__What you will do__.
The listing beneath should be written out in full, exactly as shown.

*** Listed entries ***

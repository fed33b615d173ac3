#![cfg_attr(docsrs, feature(doc_cfg))]

//! SSTable component reader/writer core
//! SSTable 组件读写核心
//!
//! An SSTable is a set of sibling files jointly describing one immutable
//! batch of sorted key/value data. This crate decodes each metadata
//! component from bytes into records and serializes them back, preserving
//! the exact disk format.
//! SSTable 是一组兄弟文件，共同描述一批不可变的有序键值数据。
//! 本 crate 在字节与内存记录之间往返转换各元数据组件，保持盘上格式不变。

mod component;
mod error;
mod stats;
mod summary;
mod table;
mod types;

pub use component::{Component, Format, Version};
pub use error::{Error, Result};
pub use stats::{Metadata, MetadataType, Statistics};
pub use summary::{Summary, SummaryHeader};
pub use table::{DataSrc, SSTable};
pub use types::{
  Bin, CompactionMetadata, EhElem, EstimatedHistogram, Filter, IndexEntry, ReplayPosition,
  StatsMetadata, StreamingHistogram, SummaryEntry, ValidationMetadata,
};
//! Error types for sst_codec
//! sst_codec 错误类型

use thiserror::Error;

#[derive(Error, Debug)]
pub enum Error {
  #[error("buffer improperly sized to hold requested data: got {got}, expected {expected}")]
  BufUndersized { expected: usize, got: usize },

  #[error("length {value} does not fit in {width} bits")]
  Overflow { value: usize, width: u32 },

  #[error("io: {0}")]
  Io(#[from] std::io::Error),
}

pub type Result<T> = std::result::Result<T, Error>;
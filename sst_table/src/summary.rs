//! Two-pass reader for the variable-length summary entries
//! 变长摘要条目的两段式读取

use sst_codec::{Decode, DiskString, Error, Int, Result, Src, check_buf_size, record};

use crate::types::SummaryEntry;

record! {
  /// Fixed summary header
  /// 摘要定长头部
  #[derive(Debug, Clone, Copy, Default, PartialEq, Eq)]
  pub struct SummaryHeader {
    pub min_index_interval: u32,
    pub size: u32,
    pub memory_size: u64,
    pub sampling_level: u32,
    pub size_at_full_sampling: u32,
  }
}

impl SummaryHeader {
  /// On-disk size: the packed sum of the field widths
  /// 盘上大小：各字段宽度之和
  pub const SIZE: usize = 24;
}

/// The sparse index over the Index component
/// Index 组件之上的稀疏索引
#[derive(Debug, Clone, Default, PartialEq)]
pub struct Summary {
  pub header: SummaryHeader,
  pub entries: Vec<SummaryEntry>,
  pub first_key: DiskString<u32>,
  pub last_key: DiskString<u32>,
}

impl Decode for Summary {
  async fn decode<R: Src>(r: &mut R) -> Result<Self> {
    let header = SummaryHeader::decode(r).await?;
    let n = header.size as usize;

    // Laid out in memory byte order, not big-endian; files written on
    // little-endian hosts carry little-endian positions
    // 按内存字节序而非大端存放；小端主机写出的文件中位置即为小端
    let len = n * 4;
    let buf = r.read_exactly(len).await?;
    check_buf_size(&buf, len)?;
    let mut positions: Vec<u32> = buf
      .chunks_exact(4)
      .map(|c| u32::from_ne_bytes([c[0], c[1], c[2], c[3]]))
      .collect();

    // Positions index into the block that starts after the header and
    // opens with this very array, so the first entry sits at `4 * size`.
    // The keys are unsized: entry i ends where entry i+1 starts, and
    // appending the block's total size keeps that true for the last one.
    // 位置索引的是头部之后、以本数组开头的内存块，首个条目位于 `4 * size`。
    // 键没有长度字段：条目 i 的终点即条目 i+1 的起点，
    // 追加块总大小使末尾条目同样成立。
    positions.push(header.memory_size as u32);

    r.seek(SummaryHeader::SIZE as u64 + header.memory_size);
    let first_key = DiskString::decode(r).await?;
    let last_key = DiskString::decode(r).await?;

    r.seek(positions[0] as u64 + SummaryHeader::SIZE as u64);
    let mut entries = Vec::with_capacity(n);
    for i in 0..n {
      let pos = positions[i] as usize;
      let next = positions[i + 1] as usize;
      let Some(entry_size) = next.checked_sub(pos) else {
        return Err(Error::BufUndersized {
          expected: pos,
          got: next,
        });
      };

      let buf = r.read_exactly(entry_size).await?;
      check_buf_size(&buf, entry_size)?;

      // The trailing eight bytes are the entry's position in the Index
      // 尾部八字节是该条目在 Index 中的位置
      let Some(key_size) = entry_size.checked_sub(8) else {
        return Err(Error::BufUndersized {
          expected: 8,
          got: entry_size,
        });
      };
      entries.push(SummaryEntry {
        key: buf[..key_size].into(),
        position: <u64 as Int>::from_be_buf(&buf[key_size..]),
      });
    }

    // The positions array has served its purpose; entries carry all we keep
    // positions 数组已完成使命；需要保留的都在 entries 中
    Ok(Self {
      header,
      entries,
      first_key,
      last_key,
    })
  }
}
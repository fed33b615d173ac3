//! Buffered append-only file sink
//! 缓冲的顺序写文件汇

use std::io;

use compio::{fs::File, io::AsyncWriteAtExt};
use sst_codec::Sink;

/// Accumulates writes and flushes full buffers; `close` syncs the file
/// 累积写入并整批刷盘；`close` 时同步文件
pub struct FileSink {
  file: File,
  buf: Vec<u8>,
  pos: u64,
  buf_size: usize,
}

impl FileSink {
  #[inline]
  pub fn new(file: File, buf_size: usize) -> Self {
    Self {
      file,
      buf: Vec::with_capacity(buf_size),
      pos: 0,
      buf_size,
    }
  }
}

impl Drop for FileSink {
  #[cold]
  fn drop(&mut self) {
    if !self.buf.is_empty() {
      log::warn!("FileSink dropped with pending writes");
    }
  }
}

impl Sink for FileSink {
  async fn write_all(&mut self, data: &[u8]) -> io::Result<()> {
    self.buf.extend_from_slice(data);
    if self.buf.len() >= self.buf_size {
      self.flush().await?;
    }
    Ok(())
  }

  async fn flush(&mut self) -> io::Result<()> {
    if self.buf.is_empty() {
      return Ok(());
    }
    let data = std::mem::take(&mut self.buf);
    let len = data.len();
    self.file.write_all_at(data, self.pos).await.0?;
    self.pos += len as u64;
    Ok(())
  }

  async fn close(&mut self) -> io::Result<()> {
    self.flush().await?;
    self.file.sync_all().await
  }
}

*** End of Listed entries ***

__Your response__.
repository fed33b615d173ac3
#![cfg_attr(docsrs, feature(doc_cfg))]

//! SSTable component reader/writer core
//! SSTable 组件读写核心
//!
//! An SSTable is a set of sibling files jointly describing one immutable
//! batch of sorted key/value data. This crate decodes each metadata
//! component from bytes into records and serializes them back, preserving
//! the exact disk format.
//! SSTable 是一组兄弟文件，共同描述一批不可变的有序键值数据。
//! 本 crate 在字节与内存记录之间往返转换各元数据组件，保持盘上格式不变。

mod component;
mod error;
mod stats;
mod summary;
mod table;
mod types;

pub use component::{Component, Format, Version};
pub use error::{Error, Result};
pub use stats::{Metadata, MetadataType, Statistics};
pub use summary::{Summary, SummaryHeader};
pub use table::{DataSrc, SSTable};
pub use types::{
  Bin, CompactionMetadata, EhElem, EstimatedHistogram, Filter, IndexEntry, ReplayPosition,
  StatsMetadata, StreamingHistogram, SummaryEntry, ValidationMetadata,
};
//! Error types for sst_codec
//! sst_codec 错误类型

use thiserror::Error;

#[derive(Error, Debug)]
pub enum Error {
  #[error("buffer improperly sized to hold requested data: got {got}, expected {expected}")]
  BufUndersized { expected: usize, got: usize },

  #[error("length {value} does not fit in {width} bits")]
  Overflow { value: usize, width: u32 },

  #[error("io: {0}")]
  Io(#[from] std::io::Error),
}

pub type Result<T> = std::result::Result<T, Error>;
filename sst_table/src/summary.rs
//! Two-pass reader for the variable-length summary entries
//! 变长摘要条目的两段式读取

use sst_codec::{Decode, DiskString, Error, Int, Result, Src, check_buf_size, record};

use crate::types::SummaryEntry;

record! {
  /// Fixed summary header
  /// 摘要定长头部
  #[derive(Debug, Clone, Copy, Default, PartialEq, Eq)]
  pub struct SummaryHeader {
    pub min_index_interval: u32,
    pub size: u32,
    pub memory_size: u64,
    pub sampling_level: u32,
    pub size_at_full_sampling: u32,
  }
}

impl SummaryHeader {
  /// On-disk size: the packed sum of the field widths
  /// 盘上大小：各字段宽度之和
  pub const SIZE: usize = 24;
}

/// The sparse index over the Index component
/// Index 组件之上的稀疏索引
#[derive(Debug, Clone, Default, PartialEq)]
pub struct Summary {
  pub header: SummaryHeader,
  pub entries: Vec<SummaryEntry>,
  pub first_key: DiskString<u32>,
  pub last_key: DiskString<u32>,
}

impl Decode for Summary {
  async fn decode<R: Src>(r: &mut R) -> Result<Self> {
    let header = SummaryHeader::decode(r).await?;
    let n = header.size as usize;

    // Laid out in memory byte order, not big-endian; files written on
    // little-endian hosts carry little-endian positions
    // 按内存字节序而非大端存放；小端主机写出的文件中位置即为小端
    let len = n * 4;
    let buf = r.read_exactly(len).await?;
    check_buf_size(&buf, len)?;
    let mut positions: Vec<u32> = buf
      .chunks_exact(4)
      .map(|c| u32::from_ne_bytes([c[0], c[1], c[2], c[3]]))
      .collect();

    // Positions index into the block that starts after the header and
    // opens with this very array, so the first entry sits at `4 * size`.
    // The keys are unsized: entry i ends where entry i+1 starts, and
    // appending the block's total size keeps that true for the last one.
    // 位置索引的是头部之后、以本数组开头的内存块，首个条目位于 `4 * size`。
    // 键没有长度字段：条目 i 的终点即条目 i+1 的起点，
    // 追加块总大小使末尾条目同样成立。
    positions.push(header.memory_size as u32);

    r.seek(SummaryHeader::SIZE as u64 + header.memory_size);
    let first_key = DiskString::decode(r).await?;
    let last_key = DiskString::decode(r).await?;

    r.seek(positions[0] as u64 + SummaryHeader::SIZE as u64);
    let mut entries = Vec::with_capacity(n);
    for i in 0..n {
      let pos = positions[i] as usize;
      let next = positions[i + 1] as usize;
      let Some(entry_size) = next.checked_sub(pos) else {
        return Err(Error::BufUndersized {
          expected: pos,
          got: next,
        });
      };

      let buf = r.read_exactly(entry_size).await?;
      check_buf_size(&buf, entry_size)?;

      // The trailing eight bytes are the entry's position in the Index
      // 尾部八字节是该条目在 Index 中的位置
      let Some(key_size) = entry_size.checked_sub(8) else {
        return Err(Error::BufUndersized {
          expected: 8,
          got: entry_size,
        });
      };
      entries.push(SummaryEntry {
        key: buf[..key_size].into(),
        position: <u64 as Int>::from_be_buf(&buf[key_size..]),
      });
    }

    // The positions array has served its purpose; entries carry all we keep
    // positions 数组已完成使命；需要保留的都在 entries 中
    Ok(Self {
      header,
      entries,
      first_key,
      last_key,
    })
  }
}
repository fed33b615d173ac3
//! Buffered append-only file sink
//! 缓冲的顺序写文件汇

use std::io;

use compio::{fs::File, io::AsyncWriteAtExt};
use sst_codec::Sink;

/// Accumulates writes and flushes full buffers; `close` syncs the file
/// 累积写入并整批刷盘；`close` 时同步文件
pub struct FileSink {
  file: File,
  buf: Vec<u8>,
  pos: u64,
  buf_size: usize,
}

impl FileSink {
  #[inline]
  pub fn new(file: File, buf_size: usize) -> Self {
    Self {
      file,
      buf: Vec::with_capacity(buf_size),
      pos: 0,
      buf_size,
    }
  }
}

impl Drop for FileSink {
  #[cold]
  fn drop(&mut self) {
    if !self.buf.is_empty() {
      log::warn!("FileSink dropped with pending writes");
    }
  }
}

impl Sink for FileSink {
  async fn write_all(&mut self, data: &[u8]) -> io::Result<()> {
    self.buf.extend_from_slice(data);
    if self.buf.len() >= self.buf_size {
      self.flush().await?;
    }
    Ok(())
  }

  async fn flush(&mut self) -> io::Result<()> {
    if self.buf.is_empty() {
      return Ok(());
    }
    let data = std::mem::take(&mut self.buf);
    let len = data.len();
    self.file.write_all_at(data, self.pos).await.0?;
    self.pos += len as u64;
    Ok(())
  }

  async fn close(&mut self) -> io::Result<()> {
    self.flush().await?;
    self.file.sync_all().await
  }
}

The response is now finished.